For seven of the past nine years, Americans Bob Bryan and Mike Bryan have finished No. 1 in the year-end ATP Doubles Team Rankings. In that period they have lifted 11 Grand Slam championship trophies from 19 finals and compiled a 575-142 team match record, spearheading the doubles revolution in the sport.
Speaking to the 33-year-old twins at the Valencia Open 500, Mike Bryan confesses to DEUCE, “It is always a top goal to finish No. 1 for the year. When we have clinched No. 1, it has always come as a relief. You then realise travelling around the world to tournament after tournament is for something.”
Bob Bryan adds, “It is a great feeling to finish year-end No. 1 again. It quietens voices in your head.
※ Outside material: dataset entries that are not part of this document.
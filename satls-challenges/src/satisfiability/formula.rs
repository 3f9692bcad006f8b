use super::{clause_satisfied, Challenge, ObjectiveValue};
use anyhow::{anyhow, Result};

#[derive(Debug, Clone, Copy, PartialEq, Eq)]
pub(crate) struct Occurrence {
    pub clause: usize,
    pub positive: bool,
}

/// Immutable clause structure of an instance, indexed for incremental evaluation.
///
/// A `Formula` is built once per loaded instance and shared read-only between
/// trials; every trial keeps its own mutable state in a `SatProblem`.
#[derive(Debug, Clone)]
pub struct Formula {
    num_variables: usize,
    clauses: Vec<Vec<i32>>,
    occurrences: Vec<Vec<Occurrence>>,
}

impl Formula {
    pub fn new(num_variables: usize, clauses: Vec<Vec<i32>>) -> Result<Self> {
        let mut occurrences = vec![Vec::new(); num_variables];
        for (clause_idx, clause) in clauses.iter().enumerate() {
            for &literal in clause {
                let var_idx = literal.unsigned_abs() as usize;
                if var_idx == 0 || var_idx > num_variables {
                    return Err(anyhow!(
                        "Clause '{}' has literal '{}' outside 1..={}",
                        clause_idx,
                        literal,
                        num_variables
                    ));
                }
                occurrences[var_idx - 1].push(Occurrence {
                    clause: clause_idx,
                    positive: literal > 0,
                });
            }
        }
        Ok(Self {
            num_variables,
            clauses,
            occurrences,
        })
    }

    pub fn num_variables(&self) -> usize {
        self.num_variables
    }

    pub fn num_clauses(&self) -> usize {
        self.clauses.len()
    }

    pub fn clauses(&self) -> &[Vec<i32>] {
        &self.clauses
    }

    pub(crate) fn occurrences(&self, var_idx: usize) -> &[Occurrence] {
        &self.occurrences[var_idx]
    }

    pub(crate) fn count_true_literals(&self, clause_idx: usize, variables: &[bool]) -> u32 {
        self.clauses[clause_idx]
            .iter()
            .filter(|&&literal| variables[literal.unsigned_abs() as usize - 1] == (literal > 0))
            .count() as u32
    }

    /// Full, non-incremental evaluation of an assignment.
    pub fn count_unsatisfied(&self, variables: &[bool]) -> ObjectiveValue {
        self.clauses
            .iter()
            .filter(|clause| !clause_satisfied(clause, variables))
            .count() as ObjectiveValue
    }
}

impl TryFrom<&Challenge> for Formula {
    type Error = anyhow::Error;

    fn try_from(challenge: &Challenge) -> Result<Self> {
        Formula::new(challenge.num_variables, challenge.clauses.clone())
    }
}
Some people may have thought we had it in the bag this year, but we worked really hard and weren’t complacent.”
Complacency has never been a part of their make-up.
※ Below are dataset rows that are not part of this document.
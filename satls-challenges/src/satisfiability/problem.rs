use super::{Formula, ObjectiveValue, Solution};
use crate::{
    budget::{Budget, BudgetClock},
    error::ProblemError,
};
use log::trace;
use rand::{rngs::StdRng, Rng, SeedableRng};
use std::{fmt, sync::Arc, time::Duration};

/// Index of a solution in the problem's memory.
pub type Slot = usize;

pub const CURRENT_SOLUTION_INDEX: Slot = 0;
pub const BACKUP_SOLUTION_INDEX: Slot = 1;
pub const DEFAULT_MEMORY_SIZE: usize = 2;

#[derive(Debug, Clone)]
struct SlotState {
    variables: Vec<bool>,
    // Per-clause count of true literals, valid once `synced` is set.
    true_literals: Vec<u32>,
    num_unsatisfied: ObjectiveValue,
    synced: bool,
    // Variables flipped an odd number of times since the last evaluation.
    pending: Vec<usize>,
    is_pending: Vec<bool>,
}

impl SlotState {
    fn new(variables: Vec<bool>) -> Self {
        let num_variables = variables.len();
        Self {
            variables,
            true_literals: Vec::new(),
            num_unsatisfied: 0,
            synced: false,
            pending: Vec::new(),
            is_pending: vec![false; num_variables],
        }
    }

    fn flip(&mut self, var_idx: usize) {
        self.variables[var_idx] = !self.variables[var_idx];
        if !self.synced {
            return;
        }
        self.is_pending[var_idx] = !self.is_pending[var_idx];
        if self.is_pending[var_idx] {
            self.pending.push(var_idx);
        }
        if self.pending.len() > self.variables.len() {
            self.desync();
        }
    }

    fn desync(&mut self) {
        self.synced = false;
        for &var_idx in &self.pending {
            self.is_pending[var_idx] = false;
        }
        self.pending.clear();
    }

    fn evaluate(&mut self, formula: &Formula) -> ObjectiveValue {
        if !self.synced {
            self.true_literals = (0..formula.num_clauses())
                .map(|clause_idx| formula.count_true_literals(clause_idx, &self.variables))
                .collect();
            self.num_unsatisfied =
                self.true_literals.iter().filter(|&&n| n == 0).count() as ObjectiveValue;
            self.synced = true;
            return self.num_unsatisfied;
        }

        let mut pending = std::mem::take(&mut self.pending);
        for &var_idx in &pending {
            if !self.is_pending[var_idx] {
                continue;
            }
            self.is_pending[var_idx] = false;
            let value = self.variables[var_idx];
            for occurrence in formula.occurrences(var_idx) {
                let count = &mut self.true_literals[occurrence.clause];
                if occurrence.positive == value {
                    *count += 1;
                    if *count == 1 {
                        self.num_unsatisfied -= 1;
                    }
                } else {
                    *count -= 1;
                    if *count == 0 {
                        self.num_unsatisfied += 1;
                    }
                }
            }
        }
        pending.clear();
        self.pending = pending;
        self.num_unsatisfied
    }
}

/// MAX-SAT problem state for a single trial.
///
/// Owns a fixed number of solution slots, the trial's random source, the
/// evaluation counter and the best solution seen so far. Mutation is cheap
/// (`bit_flip` only toggles a bit) and evaluation is incremental: only clauses
/// touching variables flipped since the slot was last evaluated are revisited.
///
/// The budget is a hard precondition of `objective_value`: callers must poll
/// `has_budget_expired` and stop before evaluating past it. The time limit is
/// enforced as of the last poll.
#[derive(Debug, Clone)]
pub struct SatProblem {
    formula: Arc<Formula>,
    slots: Vec<Option<SlotState>>,
    clock: BudgetClock,
    rng: StdRng,
    best_value: Option<ObjectiveValue>,
    best_solution: Option<Solution>,
}

impl SatProblem {
    pub fn new(formula: Arc<Formula>, budget: Budget, seed: u64) -> Self {
        Self::with_memory_size(formula, budget, seed, DEFAULT_MEMORY_SIZE)
    }

    pub fn with_memory_size(
        formula: Arc<Formula>,
        budget: Budget,
        seed: u64,
        memory_size: usize,
    ) -> Self {
        Self {
            formula,
            slots: vec![None; memory_size],
            clock: BudgetClock::start(budget),
            rng: StdRng::seed_from_u64(seed),
            best_value: None,
            best_solution: None,
        }
    }

    pub fn formula(&self) -> &Formula {
        &self.formula
    }

    pub fn num_variables(&self) -> usize {
        self.formula.num_variables()
    }

    pub fn num_clauses(&self) -> usize {
        self.formula.num_clauses()
    }

    pub fn memory_size(&self) -> usize {
        self.slots.len()
    }

    /// The trial's random source. Operators draw from it so that a trial is
    /// fully determined by its seed.
    pub fn rng(&mut self) -> &mut StdRng {
        &mut self.rng
    }

    pub fn create_random_solution(&mut self, slot: Slot) -> Result<(), ProblemError> {
        self.check_slot(slot)?;
        let num_variables = self.num_variables();
        let variables: Vec<bool> = (0..num_variables).map(|_| self.rng.gen::<bool>()).collect();
        self.slots[slot] = Some(SlotState::new(variables));
        Ok(())
    }

    pub fn load_solution(&mut self, slot: Slot, solution: &Solution) -> Result<(), ProblemError> {
        self.check_slot(slot)?;
        if solution.variables.len() != self.num_variables() {
            return Err(ProblemError::InvalidSolutionLength {
                expected: self.num_variables(),
                actual: solution.variables.len(),
            });
        }
        self.slots[slot] = Some(SlotState::new(solution.variables.clone()));
        Ok(())
    }

    /// Number of unsatisfied clauses of the solution in `slot`.
    ///
    /// Consumes one evaluation even when the solution is unchanged since the
    /// last call, and updates the best solution seen.
    pub fn objective_value(&mut self, slot: Slot) -> Result<ObjectiveValue, ProblemError> {
        if self.clock.has_expired_at_last_poll() {
            return Err(ProblemError::BudgetExpired {
                evaluations: self.clock.evaluations(),
            });
        }
        self.check_slot(slot)?;
        let state = self.slots[slot]
            .as_mut()
            .ok_or(ProblemError::EmptySlot { slot })?;
        let value = state.evaluate(&self.formula);
        self.clock.record_evaluation();

        if self.best_value.map_or(true, |best| value < best) {
            trace!(
                "new best {} at evaluation {}",
                value,
                self.clock.evaluations()
            );
            self.best_value = Some(value);
            self.best_solution = Some(Solution::new(state.variables.clone()));
        }
        Ok(value)
    }

    pub fn bit_flip(&mut self, var_idx: usize, slot: Slot) -> Result<(), ProblemError> {
        if var_idx >= self.num_variables() {
            return Err(ProblemError::VariableOutOfRange {
                index: var_idx,
                num_variables: self.num_variables(),
            });
        }
        self.slot_mut(slot)?.flip(var_idx);
        Ok(())
    }

    pub fn copy_solution(&mut self, from: Slot, to: Slot) -> Result<(), ProblemError> {
        self.check_slot(to)?;
        let source = self.slot(from)?.clone();
        if from != to {
            self.slots[to] = Some(source);
        }
        Ok(())
    }

    pub fn variables(&self, slot: Slot) -> Result<&[bool], ProblemError> {
        Ok(&self.slot(slot)?.variables)
    }

    pub fn solution(&self, slot: Slot) -> Result<Solution, ProblemError> {
        Ok(Solution::new(self.slot(slot)?.variables.clone()))
    }

    pub fn has_budget_expired(&self) -> bool {
        self.clock.has_expired()
    }

    pub fn evaluations(&self) -> u64 {
        self.clock.evaluations()
    }

    pub fn budget(&self) -> &Budget {
        self.clock.budget()
    }

    pub fn elapsed(&self) -> Duration {
        self.clock.elapsed()
    }

    pub fn elapsed_nominal_seconds(&self) -> f64 {
        self.clock.elapsed_nominal_seconds()
    }

    pub fn best_value(&self) -> Option<ObjectiveValue> {
        self.best_value
    }

    pub fn best_solution(&self) -> Option<&Solution> {
        self.best_solution.as_ref()
    }

    pub fn best_solution_as_string(&self) -> Option<String> {
        self.best_solution.as_ref().map(|solution| solution.to_string())
    }

    fn check_slot(&self, slot: Slot) -> Result<(), ProblemError> {
        if slot >= self.slots.len() {
            return Err(ProblemError::InvalidSlot {
                slot,
                num_slots: self.slots.len(),
            });
        }
        Ok(())
    }

    fn slot(&self, slot: Slot) -> Result<&SlotState, ProblemError> {
        self.check_slot(slot)?;
        self.slots[slot]
            .as_ref()
            .ok_or(ProblemError::EmptySlot { slot })
    }

    fn slot_mut(&mut self, slot: Slot) -> Result<&mut SlotState, ProblemError> {
        self.check_slot(slot)?;
        self.slots[slot]
            .as_mut()
            .ok_or(ProblemError::EmptySlot { slot })
    }
}

impl fmt::Display for SatProblem {
    fn fmt(&self, f: &mut fmt::Formatter<'_>) -> fmt::Result {
        f.write_str("SAT")
    }
}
“We have to improve each and every year, because other teams are getting stronger,” says Mike. “Other teams are playing our style of doubles. There is no way we would have been in the Top 10 in 2003, let alone No. 1, if doubles had been as strong then.”
Bob admits, “We still have the adrenaline. We still love having goals at the start of each year and knocking them down.”
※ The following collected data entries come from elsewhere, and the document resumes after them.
use satls_challenges::satisfiability::{Challenge, Difficulty, Formula, Solution};

const UF4: &str = "c a tiny instance
c with comments
p cnf 4 3
1 -2 0
2 3
-4 0
-1 4 0
%
0
";

#[test]
fn test_from_dimacs() {
    let challenge = Challenge::from_dimacs(UF4).unwrap();
    assert_eq!(challenge.num_variables, 4);
    assert_eq!(
        challenge.clauses,
        vec![vec![1, -2], vec![2, 3, -4], vec![-1, 4]]
    );
    let reparsed = Challenge::from_dimacs(&challenge.to_dimacs()).unwrap();
    assert_eq!(reparsed, challenge);
}

#[test]
fn test_from_dimacs_errors() {
    assert!(Challenge::from_dimacs("1 2 0\n").is_err());
    assert!(Challenge::from_dimacs("p cnf 2 1\np cnf 2 1\n1 2 0\n").is_err());
    assert!(Challenge::from_dimacs("p cnf 2 1\n1 3 0\n").is_err());
    assert!(Challenge::from_dimacs("p cnf 2 2\n1 2 0\n").is_err());
    assert!(Challenge::from_dimacs("p cnf 2 1\n1 2\n").is_err());
    assert!(Challenge::from_dimacs("p cnf 2 1\n1 x 0\n").is_err());
    assert!(Challenge::from_dimacs("p dnf 2 1\n1 2 0\n").is_err());
}

#[test]
fn test_evaluate_and_verify_solution() {
    let challenge = Challenge::from_dimacs(UF4).unwrap();
    let all_false = Solution::new(vec![false; 4]);
    // -2, -4 and -1 make every clause true
    assert_eq!(challenge.evaluate_solution(&all_false).unwrap(), 0);
    assert!(challenge.verify_solution(&all_false).is_ok());

    let solution = Solution::new(vec![true, true, false, false]);
    // (-1 v 4) is violated
    assert_eq!(challenge.evaluate_solution(&solution).unwrap(), 1);
    assert_eq!(
        challenge.verify_solution(&solution).unwrap_err().to_string(),
        "Clause '2' not satisfied"
    );
    assert!(challenge
        .evaluate_solution(&Solution::new(vec![true]))
        .is_err());
}

#[test]
fn test_generate_instance() {
    let difficulty = Difficulty {
        num_variables: 50,
        clauses_to_variables_percent: 426,
    };
    let a = Challenge::generate_instance(&[1u8; 32], &difficulty).unwrap();
    let b = Challenge::generate_instance(&[1u8; 32], &difficulty).unwrap();
    let c = Challenge::generate_instance(&[2u8; 32], &difficulty).unwrap();
    assert_eq!(a, b);
    assert_ne!(a.clauses, c.clauses);
    assert_eq!(a.num_clauses(), 213);
    assert!(a.clauses.iter().all(|clause| clause.len() == 3
        && clause
            .iter()
            .all(|&l| l != 0 && l.unsigned_abs() as usize <= 50)));
    assert!(Formula::try_from(&a).is_ok());

    let empty = Difficulty {
        num_variables: 0,
        clauses_to_variables_percent: 100,
    };
    assert!(Challenge::generate_instance(&[1u8; 32], &empty).is_err());

    // `n + 1` would not fit the i32 literal type
    let too_many = Difficulty {
        num_variables: i32::MAX as usize,
        clauses_to_variables_percent: 0,
    };
    assert_eq!(
        Challenge::generate_instance(&[1u8; 32], &too_many)
            .unwrap_err()
            .to_string(),
        format!("Invalid number of variables: {}", i32::MAX)
    );
    assert_eq!(difficulty.num_clauses(), 213);
}

#[test]
fn test_formula_rejects_out_of_range_literals() {
    assert!(Formula::new(2, vec![vec![1, 0]]).is_err());
    assert!(Formula::new(2, vec![vec![-3]]).is_err());
    let formula = Formula::new(2, vec![vec![1, -1], vec![]]).unwrap();
    // a tautology is always satisfied, an empty clause never is
    assert_eq!(formula.count_unsatisfied(&[false, false]), 1);
    assert_eq!(formula.count_unsatisfied(&[true, true]), 1);
}

#[test]
fn test_solution_encodings() {
    let solution = Solution::new(vec![true, false, false, true]);
    assert_eq!(solution.to_string(), "1001");
    assert_eq!(Solution::from_bit_string("1001\n").unwrap(), solution);
    assert!(Solution::from_bit_string("10x1").is_err());

    let json = serde_json::to_string(&solution).unwrap();
    assert_eq!(json, r#"{"variables":[1,0,0,1]}"#);
    let parsed: Solution = serde_json::from_str(r#"{"variables":[true,0,false,1]}"#).unwrap();
    assert_eq!(parsed, solution);
    assert!(serde_json::from_str::<Solution>(r#"{"variables":[1,2]}"#).is_err());
    assert!(serde_json::from_str::<Solution>(r#"{"variables":["1"]}"#).is_err());
}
That drive, according to South African Jeff Coetzee, has allowed the Bryans to stay ahead of the chasing pack for so long. “I think the boys have shown both consistency and hunger and from the beginning they wanted to be World No. 1 and would stop at nothing,” Coetzee says. “I think their consistency has put a different bar to the game and you either keep up or stay behind.”
Australian Ashley Fisher adds, “The Bryans dreamt of winning doubles Grand Slams as children and have shown doubles players that tennis is not just about playing, but also entertaining the fans... Not only do we all want to play like them but more importantly, they lead the way in terms of character and integrity, and that legacy will live just as long as the records they set on the court.”
BryansSweden’s Jonas Bjorkman cites their father, Wayne, as the Bryans’ main inspiration to becoming the most successful and recognisable doubles team in the world. “I think he instilled in them that they have to be accessible to fans, sponsors and tournaments,” the former doubles World No. 1 says. “Because the more a player gives, the more he gets back.”
On 12 December, the Bryans will break another long-standing record and add to their legacy. Already the all-time team titles leaders (75) and ATPWorldTour.com Fans’ Favourite Doubles Team for six straight years, they will pass John McEnroe for most weeks as World No. 1. McEnroe spent, at different times of his career, a total of 270 weeks at the doubles summit until 25 September 1989.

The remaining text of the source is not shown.